OKLAHOMA CITY, Okla. — A nationwide fight to protect nurses came to the Oklahoma state Capitol Thursday with a group marching and hoping they’ll be heard.
Feeling safe and respected in the health care system is what nurses hope for. Some say it has been far too long and they must take action.
“A lot of times as nurses we don’t have anybody advocating for us,” intensive care unit travel nurse Michael Kleckner said.
Nurses across the nation are saying enough is enough.
“We came into this profession because this is something we care about. We want to help other people,” nursing education Rachael Kleckner said.
She and others said nurses need change to best serve patients.
“While it might take us a little bit longer to get there, we will, because it’s what we deserve and what our patients deserve,” she said.
They’re fighting for legislative action that would support safe staffing measures such as requiring nurse-to-patient ratios to focus on direct care.

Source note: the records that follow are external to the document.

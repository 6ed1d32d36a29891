//! Query errors.
//!
//! Error numbers follow libxml2's XPath table (`XML_XPATH_*` in the
//! `XML_FROM_XPATH` domain), so a code seen here means the same thing as the
//! code libxml2 would report for the same expression.

use std::fmt;

/// Base of the XPath error domain.
pub const XPATH_ERROR_BASE: i32 = 1200;

/// Kind of query failure.
#[derive(Debug, Clone, Copy, PartialEq, Eq, Hash)]
pub enum QueryErrorCode {
    ExprOk,
    Number,
    UnfinishedLiteral,
    StartLiteral,
    VariableRef,
    UndefVariable,
    InvalidPredicate,
    ExprError,
    Unclosed,
    UnknownFunc,
    InvalidOperand,
    InvalidType,
    InvalidArity,
    InvalidCtxtSize,
    InvalidCtxtPosition,
    Memory,
    UndefPrefix,
    Encoding,
    InvalidChar,
}

impl QueryErrorCode {
    /// Position in the XPath error table.
    #[must_use]
    pub fn offset(self) -> i32 {
        match self {
            Self::ExprOk => 0,
            Self::Number => 1,
            Self::UnfinishedLiteral => 2,
            Self::StartLiteral => 3,
            Self::VariableRef => 4,
            Self::UndefVariable => 5,
            Self::InvalidPredicate => 6,
            Self::ExprError => 7,
            Self::Unclosed => 8,
            Self::UnknownFunc => 9,
            Self::InvalidOperand => 10,
            Self::InvalidType => 11,
            Self::InvalidArity => 12,
            Self::InvalidCtxtSize => 13,
            Self::InvalidCtxtPosition => 14,
            Self::Memory => 15,
            Self::UndefPrefix => 19,
            Self::Encoding => 20,
            Self::InvalidChar => 21,
        }
    }

    /// Numeric code in the XPath error domain.
    #[must_use]
    pub fn code(self) -> i32 {
        XPATH_ERROR_BASE + self.offset()
    }

    /// Short description of the code.
    #[must_use]
    pub fn description(self) -> &'static str {
        match self {
            Self::ExprOk => "Ok",
            Self::Number => "Number encoding",
            Self::UnfinishedLiteral => "Unfinished literal",
            Self::StartLiteral => "Start of literal",
            Self::VariableRef => "Expected $ for variable reference",
            Self::UndefVariable => "Undefined variable",
            Self::InvalidPredicate => "Invalid predicate",
            Self::ExprError => "Invalid expression",
            Self::Unclosed => "Missing closing curly brace",
            Self::UnknownFunc => "Unregistered function",
            Self::InvalidOperand => "Invalid operand",
            Self::InvalidType => "Invalid type",
            Self::InvalidArity => "Invalid number of arguments",
            Self::InvalidCtxtSize => "Invalid context size",
            Self::InvalidCtxtPosition => "Invalid context position",
            Self::Memory => "Memory allocation error",
            Self::UndefPrefix => "Undefined namespace prefix",
            Self::Encoding => "Encoding error",
            Self::InvalidChar => "Char out of XML range",
        }
    }
}

impl fmt::Display for QueryErrorCode {
    fn fmt(&self, f: &mut fmt::Formatter<'_>) -> fmt::Result {
        f.write_str(self.description())
    }
}

/// A malformed expression or an evaluation failure.
#[derive(Debug, Clone, PartialEq, thiserror::Error)]
#[error("XPath error {} ({kind}) at position {position}: {message}", .kind.code())]
pub struct QueryError {
    kind: QueryErrorCode,
    message: String,
    position: usize,
}

impl QueryError {
    #[must_use]
    pub fn new(kind: QueryErrorCode, message: impl Into<String>, position: usize) -> Self {
        Self {
            kind,
            message: message.into(),
            position,
        }
    }

    /// Numeric error code (1200 + XPath error number).
    #[must_use]
    pub fn code(&self) -> i32 {
        self.kind.code()
    }

    #[must_use]
    pub fn kind(&self) -> QueryErrorCode {
        self.kind
    }

    #[must_use]
    pub fn message(&self) -> &str {
        &self.message
    }

    /// Byte offset in the expression where the error was detected.
    #[must_use]
    pub fn position(&self) -> usize {
        self.position
    }
}

pub type QueryResult<T> = std::result::Result<T, QueryError>;

#[cfg(test)]
mod tests {
    use super::*;

    #[test]
    fn test_codes_follow_xpath_table() {
        assert_eq!(QueryErrorCode::ExprOk.code(), 1200);
        assert_eq!(QueryErrorCode::InvalidPredicate.code(), 1206);
        assert_eq!(QueryErrorCode::ExprError.code(), 1207);
        assert_eq!(QueryErrorCode::InvalidType.code(), 1211);
        assert_eq!(QueryErrorCode::InvalidChar.code(), 1221);
    }

    #[test]
    fn test_display_carries_code_and_position() {
        let err = QueryError::new(QueryErrorCode::UnknownFunc, "no function 'foo'", 4);
        let text = err.to_string();
        assert!(text.contains("1209"));
        assert!(text.contains("position 4"));
        assert!(text.contains("no function 'foo'"));
    }
}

“If that’s your parent, your grandparent, your child in the ICU, and they should have a nurse one to one because they’re so sick, do you want me taking two other patients at the same time?” Michael Kleckner said.

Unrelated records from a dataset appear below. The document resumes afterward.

//! Simple CLI that reads HTML from stdin, evaluates an XPath expression and
//! prints the matches as JSON.
//!
//! Usage: `query_stdin '<expression>' < page.html`
//!
//! Set `RUST_LOG=markup_nav=debug` to see load and query logging on stderr.

use std::collections::BTreeMap;
use std::io::{self, Read};

use markup_nav::{Document, Node};
use serde::Serialize;

#[derive(Serialize)]
struct Match {
    tag: Option<String>,
    attributes: BTreeMap<String, String>,
    text: String,
}

impl From<Node<'_>> for Match {
    fn from(node: Node<'_>) -> Self {
        Self {
            tag: node.tag_name(),
            attributes: node.attributes(),
            text: node.text_content(),
        }
    }
}

fn main() {
    tracing_subscriber::fmt()
        .with_writer(io::stderr)
        .with_env_filter(
            tracing_subscriber::EnvFilter::try_from_default_env()
                .unwrap_or_else(|_| tracing_subscriber::EnvFilter::new("warn")),
        )
        .init();

    let Some(expression) = std::env::args().nth(1) else {
        eprintln!("Usage: query_stdin <xpath-expression> < input.html");
        std::process::exit(2);
    };

    let mut bytes = Vec::new();
    if io::stdin().read_to_end(&mut bytes).is_err() {
        eprintln!("Failed to read from stdin");
        std::process::exit(1);
    }

    let document = match Document::parse_bytes(&bytes) {
        Ok(document) => document,
        Err(err) => {
            eprintln!("{err}");
            std::process::exit(1);
        }
    };

    let origin = document.root().unwrap_or_else(|| document.document_node());
    let matches: Vec<Match> = match origin.nodes_for_query(&expression) {
        Ok(nodes) => nodes.into_iter().map(Match::from).collect(),
        Err(err) => {
            eprintln!("{err}");
            std::process::exit(1);
        }
    };

    println!("{}", serde_json::to_string(&matches).unwrap_or_default());
}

Fair pay and staffing shortages are also issues.
“We’re put in circumstances that really push us beyond our means,” said Bobbi Six, congregate settings coordinator for the state health department.
Michael Kleckner pointed to nurse burnout.
“What’s the incentive to stay in Oklahoma? There’s not one, There’s not,” he said.
Gov. Kevin Stitt said that the state is working to help nurses and helped double the nursing class size at the University of Oklahoma this year.